Segundo parlamentares ouvidos pela reportagem, o fato de os ânimos já estarem exaltados na Câmara após brigas ao longo do dia também influenciou no encerramento da sessão. “O que aconteceu aqui hoje foi muito grave, uma agressão. Estamos interditando o debate político e abrindo caminho para a violência e a agressão”, disse a deputada Jandira Feghali (PCdoB-RJ), na época.
“Hoje não vejo um ambiente calmo para seguirmos uma agenda neste plenário. Os ânimos estão exaltados.
Na pauta da Câmara estava o pedido urgente de projeto de lei que equipare o aborto realizado após 22 semanas de gestação e com viabilidade fetal ao crime de homicídio.

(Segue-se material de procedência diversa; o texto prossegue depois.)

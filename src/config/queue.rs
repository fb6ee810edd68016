//! Queue configuration types.

use std::time::Duration;

use serde::Deserialize;

use super::{ConfigError, MAX_BATCH_SIZE, MAX_VISIBILITY_TIMEOUT_SECS, MAX_WAIT_TIME_SECS};
use crate::queue::ReceiveOptions;

/// Queue type discriminator.
#[derive(Debug, Clone, Copy, Default, PartialEq, Eq, Deserialize)]
#[serde(rename_all = "lowercase")]
pub enum QueueType {
    #[default]
    Sqs,
    Memory,
}

/// Queue configuration (discriminated union plus receive settings).
#[derive(Debug, Clone, Deserialize)]
#[serde(default)]
pub struct QueueConfig {
    /// Queue type discriminator.
    #[serde(rename = "type")]
    pub queue_type: QueueType,
    /// SQS-specific configuration.
    pub sqs: SqsQueueConfig,
    /// Maximum messages per receive (1-10).
    pub max_messages: u32,
    /// Long-poll wait in seconds (0-20).
    pub wait_time_secs: u64,
    /// Visibility timeout for received messages in seconds.
    pub visibility_timeout_secs: u64,
}

impl Default for QueueConfig {
    fn default() -> Self {
        let receive = ReceiveOptions::default();
        Self {
            queue_type: QueueType::default(),
            sqs: SqsQueueConfig::default(),
            max_messages: receive.max_messages,
            wait_time_secs: receive.wait_time.as_secs(),
            visibility_timeout_secs: receive.visibility_timeout.as_secs(),
        }
    }
}

impl QueueConfig {
    pub fn receive_options(&self) -> ReceiveOptions {
        ReceiveOptions {
            max_messages: self.max_messages,
            wait_time: Duration::from_secs(self.wait_time_secs),
            visibility_timeout: Duration::from_secs(self.visibility_timeout_secs),
        }
    }

    pub(super) fn validate(&self) -> Result<(), ConfigError> {
        if !(1..=MAX_BATCH_SIZE).contains(&self.max_messages) {
            return Err(ConfigError::Invalid {
                field: "queue.max_messages",
                reason: format!("must be between 1 and {}, got {}", MAX_BATCH_SIZE, self.max_messages),
            });
        }
        if self.wait_time_secs > MAX_WAIT_TIME_SECS {
            return Err(ConfigError::Invalid {
                field: "queue.wait_time_secs",
                reason: format!("must be at most {}, got {}", MAX_WAIT_TIME_SECS, self.wait_time_secs),
            });
        }
        if self.visibility_timeout_secs > MAX_VISIBILITY_TIMEOUT_SECS {
            return Err(ConfigError::Invalid {
                field: "queue.visibility_timeout_secs",
                reason: format!(
                    "must be at most {}, got {}",
                    MAX_VISIBILITY_TIMEOUT_SECS, self.visibility_timeout_secs
                ),
            });
        }
        if self.queue_type == QueueType::Sqs && self.sqs.queue_url.trim().is_empty() {
            return Err(ConfigError::Missing("queue.sqs.queue_url"));
        }
        Ok(())
    }
}

/// SQS-specific configuration.
#[derive(Debug, Clone, Default, Deserialize)]
#[serde(default)]
pub struct SqsQueueConfig {
    /// URL of the fulfillment queue.
    pub queue_url: String,
    /// AWS region (falls back to the default provider chain).
    pub region: Option<String>,
    /// Custom endpoint, e.g. LocalStack.
    pub endpoint_url: Option<String>,
}
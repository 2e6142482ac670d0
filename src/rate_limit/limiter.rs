//! Sliding-Window Limiter Module
//!
//! Exact per-key admission control over a trailing time window.

use std::collections::{HashMap, VecDeque};
use std::fmt;
use std::sync::Arc;
use std::time::{Duration, Instant};

use parking_lot::Mutex;

use crate::clock::{Clock, SystemClock};
use crate::rate_limit::LimiterStats;

// == Sliding Window Limiter ==
/// Bounds how many operations each key may perform within a trailing window.
///
/// Every admitted request is remembered by its instant. A request is admitted
/// only while fewer than `max_requests` remembered instants fall inside
/// `(now - window, now]`. Rejected requests are not remembered.
pub struct SlidingWindowLimiter {
    inner: Mutex<Inner>,
    max_requests: usize,
    window: Duration,
    clock: Arc<dyn Clock>,
}

#[derive(Default)]
struct Inner {
    requests: HashMap<String, VecDeque<Instant>>,
    allowed: u64,
    rejected: u64,
}

impl SlidingWindowLimiter {
    // == Constructor ==
    /// Creates a limiter reading time from the system clock.
    pub fn new(max_requests: usize, window: Duration) -> Self {
        Self::with_clock(max_requests, window, Arc::new(SystemClock))
    }

    /// Creates a limiter reading time from `clock`.
    pub fn with_clock(max_requests: usize, window: Duration, clock: Arc<dyn Clock>) -> Self {
        Self {
            inner: Mutex::new(Inner::default()),
            max_requests,
            window,
            clock,
        }
    }

    // == Is Allowed ==
    /// Decides whether `key` may perform one more operation now.
    ///
    /// Prunes the key's history, rejects if the window is full, otherwise
    /// records the request and admits it. The whole sequence runs under one
    /// lock acquisition.
    pub fn is_allowed(&self, key: &str) -> bool {
        let mut guard = self.inner.lock();
        let inner = &mut *guard;
        let now = self.clock.now();

        let timestamps = inner.requests.entry(key.to_string()).or_default();
        prune(timestamps, self.window, now);

        if timestamps.len() >= self.max_requests {
            inner.rejected += 1;
            return false;
        }

        timestamps.push_back(now);
        inner.allowed += 1;
        true
    }

    // == Remaining ==
    /// Requests `key` could still make right now, without recording anything.
    pub fn remaining(&self, key: &str) -> usize {
        let inner = self.inner.lock();
        let now = self.clock.now();
        let used = inner.requests.get(key).map_or(0, |timestamps| {
            timestamps
                .iter()
                .filter(|t| in_window(**t, self.window, now))
                .count()
        });
        self.max_requests.saturating_sub(used)
    }

    // == Reset ==
    /// Forgets all history for `key`.
    pub fn reset(&self, key: &str) {
        self.inner.lock().requests.remove(key);
    }

    // == Cleanup ==
    /// Prunes every key and drops those left without history.
    ///
    /// Returns the number of keys dropped.
    pub fn cleanup(&self) -> usize {
        let mut inner = self.inner.lock();
        let now = self.clock.now();
        let window = self.window;
        let before = inner.requests.len();

        inner.requests.retain(|_, timestamps| {
            prune(timestamps, window, now);
            !timestamps.is_empty()
        });

        before - inner.requests.len()
    }

    // == Introspection ==
    /// Number of keys currently tracked, including drained ones not yet swept.
    pub fn tracked_keys(&self) -> usize {
        self.inner.lock().requests.len()
    }

    pub fn stats(&self) -> LimiterStats {
        let inner = self.inner.lock();
        LimiterStats {
            allowed: inner.allowed,
            rejected: inner.rejected,
            tracked_keys: inner.requests.len(),
        }
    }

    pub fn max_requests(&self) -> usize {
        self.max_requests
    }

    pub fn window(&self) -> Duration {
        self.window
    }
}

impl fmt::Debug for SlidingWindowLimiter {
    fn fmt(&self, f: &mut fmt::Formatter<'_>) -> fmt::Result {
        f.debug_struct("SlidingWindowLimiter")
            .field("max_requests", &self.max_requests)
            .field("window", &self.window)
            .finish_non_exhaustive()
    }
}

fn in_window(timestamp: Instant, window: Duration, now: Instant) -> bool {
    now.saturating_duration_since(timestamp) < window
}

// Timestamps are appended in order, so expired ones sit at the front.
fn prune(timestamps: &mut VecDeque<Instant>, window: Duration, now: Instant) {
    while let Some(&oldest) = timestamps.front() {
        if in_window(oldest, window, now) {
            break;
        }
        timestamps.pop_front();
    }
}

Também estava em pauta a urgência de um projeto de lei que impeça a aprovação judicial de acordos de delação premiada de presos. A proposta, que em tese poderia afetar o depoimento do tenente-coronel Mauro Cid contra o ex-presidente Jair Bolsonaro, foi apresentada em 2016, no auge da Operação Lava Jato, pelo ex-deputado Wadih Damous (PT-RJ), hoje secretário da Comissão Nacional de Defesa do Consumidor em o governo Lula.
“Essa agenda que hoje foi apresentada é explosiva, não vai acabar bem. É uma agenda difícil, complexa, que não foi debatida”, criticou Jandira.
Confusão entre parlamentares quase gerou confrontos
Os deputados federais André Janones (Avante-MG) e Nikolas Ferreira (PL-MG) discutiram nesta quinta-feira, 6, na Câmara e tiveram que ser separados para evitar que fossem pegos. “Vou dar um soco na sua cara, seu idiota”, disse Janones. “Vamos, bata”, respondeu Nikolas.
A briga entre os dois começou devido à tumultuada sessão do Conselho de Ética, que julgou a representação do PL contra Janones pela prática da “rachadinha”, quando parte dos salários dos servidores do gabinete é repassada ao parlamentar.
Após o colegiado encerrar o caso por 12 votos a cinco, deputados que apoiavam o ex-presidente Jair Bolsonaro (PL) e a base de Lula começaram a trocar insultos e provocações. Janones chamou os parlamentares de “boiola” – inclusive Nikolas – e os chamou de “para conversar lá fora”.
Quando a situação se agravou, a ponto de a Polícia Legislativa Federal precisar separar os parlamentares, Janones foi retirado da sala, mas Nikolas o seguiu pelos corredores da Câmara.
“Você é um preguiçoso, você é um mentiroso. Seu pedaço de merda. Vamos lá fora então, eu quero ver”, disse Nikolas. “Vamos, só nós dois. Tira a turma, tira a turma, tira a turma. Vagabundo, idiota, toma no cu, Bandido. Somos só nós dois. Vem cá”, respondeu Janones .
O deputado federal Jack Rocha (PT-ES) foi uma das outras pessoas que atuou para separar os dois. “Vamos, toc, toc, ‘rachadinha’”, continuou Nikolas. “Garoto golpista. Enfia na sua bunda, garoto. Vou dar um soco na sua cara, seu idiota”, ameaçou Janones.
“É muito fácil. Está funcionando. Venha aqui, seu idiota”, continuou Janones. “Você é um mentiroso. Isso é o que você é. Seu lixo”, rebateu Nikolas.
Janones também teve um confronto com outro deputado de Bolsonaro na saída do Conselho de Ética. Desta vez, foi o deputado Zé do Trovão quem quis atacar o político mineiro.